** Opening Listed entries block **

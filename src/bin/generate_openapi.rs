//! Generates `openapi.json` from the compiled OpenAPI spec.
//!
//! Usage:
//!   cargo run --bin generate_openapi > openapi.json
//!   cargo run --bin generate_openapi -- --output openapi.json

use std::{
    env, fs,
    io::{self, Write},
    path::PathBuf,
    process,
};

use smart_hub_service::api::handlers::ApiDoc;
use utoipa::OpenApi;

fn main() {
    let json = match ApiDoc::openapi().to_pretty_json() {
        Ok(json) => json,
        Err(e) => {
            eprintln!("Failed to serialise OpenAPI spec: {e}");
            process::exit(1);
        }
    };

    let output_path: Option<PathBuf> = env::args()
        .collect::<Vec<_>>()
        .windows(2)
        .find(|w| w[0] == "--output")
        .map(|w| PathBuf::from(&w[1]));

    let written = match &output_path {
        Some(path) => fs::write(path, &json),
        None => io::stdout().write_all(json.as_bytes()),
    };

    match (written, output_path) {
        (Ok(()), Some(path)) => eprintln!("OpenAPI spec written to {}", path.display()),
        (Ok(()), None) => {}
        (Err(e), _) => {
            eprintln!("Error writing OpenAPI spec: {e}");
            process::exit(1);
        }
    }
}
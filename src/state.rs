use crate::{settings::SettingsStore, telemetry::TelemetryHistory};

/// Shared handler state. Each component carries its own lock.
#[derive(Clone)]
pub struct AppState {
    pub settings: SettingsStore,
    pub history: TelemetryHistory,
}

impl AppState {
    pub fn new(settings: SettingsStore, history: TelemetryHistory) -> Self {
        Self { settings, history }
    }
}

** Closing Listed entries block **

» **Problem requirements**:
All lines with the string "spec" must be copied from the data.

» **Response to the task**:
//! Generates `openapi.json` from the compiled OpenAPI spec.
            eprintln!("Failed to serialise OpenAPI spec: {e}");
        (Ok(()), Some(path)) => eprintln!("OpenAPI spec written to {}", path.display()),
            eprintln!("Error writing OpenAPI spec: {e}");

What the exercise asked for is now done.